Phylogenetic analyses over the last two decades have united a few small, and previously orphan clades, the nematodermatids, acoels and xenoturbelids, into the phylum Xenacoelomorpha. Some phylogenetic analyses support a sister relationship between Xenacoelomorpha and Ambulacraria (Xenambulacraria), while others suggest that Xenacoelomorpha may be sister to the rest of the Bilateria (Nephrozoa). An understanding of the cell type complements of Xenacoelomorphs is essential to assessing these alternatives as well as to our broader understanding of bilaterian cell type evolution. Employing whole organism single-cell RNA-seq in the marine xenacoelomorph worm Xenoturbella bocki, we show that Xenambulacrarian nerve nets share regulatory features and a peptidergic identity with those found in cnidarians and protostomes and more broadly share muscle and gland cell similarities with other metazoans. Taken together, these data are consistent with broad homologies of animal gland, muscle, and neurons as well as more specific affinities between Xenoturbella and acoel gut and epidermal tissues, consistent with the monophyly of Xenacoelomorpha.

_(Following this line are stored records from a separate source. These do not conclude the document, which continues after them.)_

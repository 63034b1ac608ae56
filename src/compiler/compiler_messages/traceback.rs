//! Expression traceback
//!
//! A thread-local ring buffer of the expressions the codegen dispatcher has
//! entered, capped at 100 entries. On a fatal error the last 5 are printed so
//! the user can see where in their program the compiler gave up. Each entry
//! is a `(context, rendered_form)` pair where the context is the head symbol
//! of a list form.

use colour::e_cyan;
use std::cell::RefCell;
use std::collections::VecDeque;

use crate::compiler::parsers::ast_nodes::AstNode;

const MAX_STACK_SIZE: usize = 100;
const TRACEBACK_LIMIT: usize = 5;

thread_local! {
    static EXPRESSION_STACK: RefCell<VecDeque<(String, String)>> =
        RefCell::new(VecDeque::with_capacity(MAX_STACK_SIZE));
}

/// Record an expression on its way into the dispatcher.
pub fn push_expression(exp: &AstNode) {
    let context = match exp {
        AstNode::List(items) => match items.first() {
            Some(AstNode::Symbol(head)) => head.clone(),
            Some(_) => "list".to_string(),
            None => "list".to_string(),
        },
        AstNode::Str(_) => "string".to_string(),
        AstNode::Fractional(_) => "fractional".to_string(),
        _ => "expr".to_string(),
    };

    EXPRESSION_STACK.with(|stack| {
        let mut stack = stack.borrow_mut();
        if stack.len() >= MAX_STACK_SIZE {
            stack.pop_front();
        }
        stack.push_back((context, exp.render_truncated()));
    });
}

/// Print the last few recorded expressions to stderr, oldest first.
pub fn print_traceback() {
    EXPRESSION_STACK.with(|stack| {
        let stack = stack.borrow();
        if stack.is_empty() {
            return;
        }

        eprintln!("Expressions traceback:");

        let start = stack.len().saturating_sub(TRACEBACK_LIMIT);
        for (ctx, expr) in stack.iter().skip(start) {
            e_cyan!("    {:<8}", ctx);
            eprintln!(" {expr}");
        }
    });
}

/// Drop all recorded expressions. Tests and the linter run several
/// compilations in one process, so the buffer has to be resettable.
pub fn clear() {
    EXPRESSION_STACK.with(|stack| stack.borrow_mut().clear());
}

过去二十年的系统发育分析将一些小的、以前的孤儿进化枝，即线虫类、无腔动物类和异涡类动物，统一到异类动物门中。一些系统发育分析支持 Xenacoelomorpha 和 Ambulacraria (Xenambulacraria) 之间的姐妹关系，而其他分析则表明 Xenacoelomorpha 可能是其他两侧对称动物 (Nephrozoa) 的姐妹关系。了解异腔体细胞类型的补充对于评估这些替代方案以及我们对两侧对称动物细胞类型进化的更广泛理解至关重要。通过对海洋异腔蠕虫Xenoturbella bocki进行全生物体单细胞 RNA 测序，我们发现异腔蠕虫神经网络与刺胞动物和原口动物中发现的神经网络具有调节特征和肽能特性，并且与其他后生动物更广泛地具有肌肉和腺细胞相似性。总而言之，这些数据与动物腺体、肌肉和神经元的广泛同源性以及异涡虫与无腔肠道和表皮组织之间更具体的亲和力一致，与异腔虫的单系一致。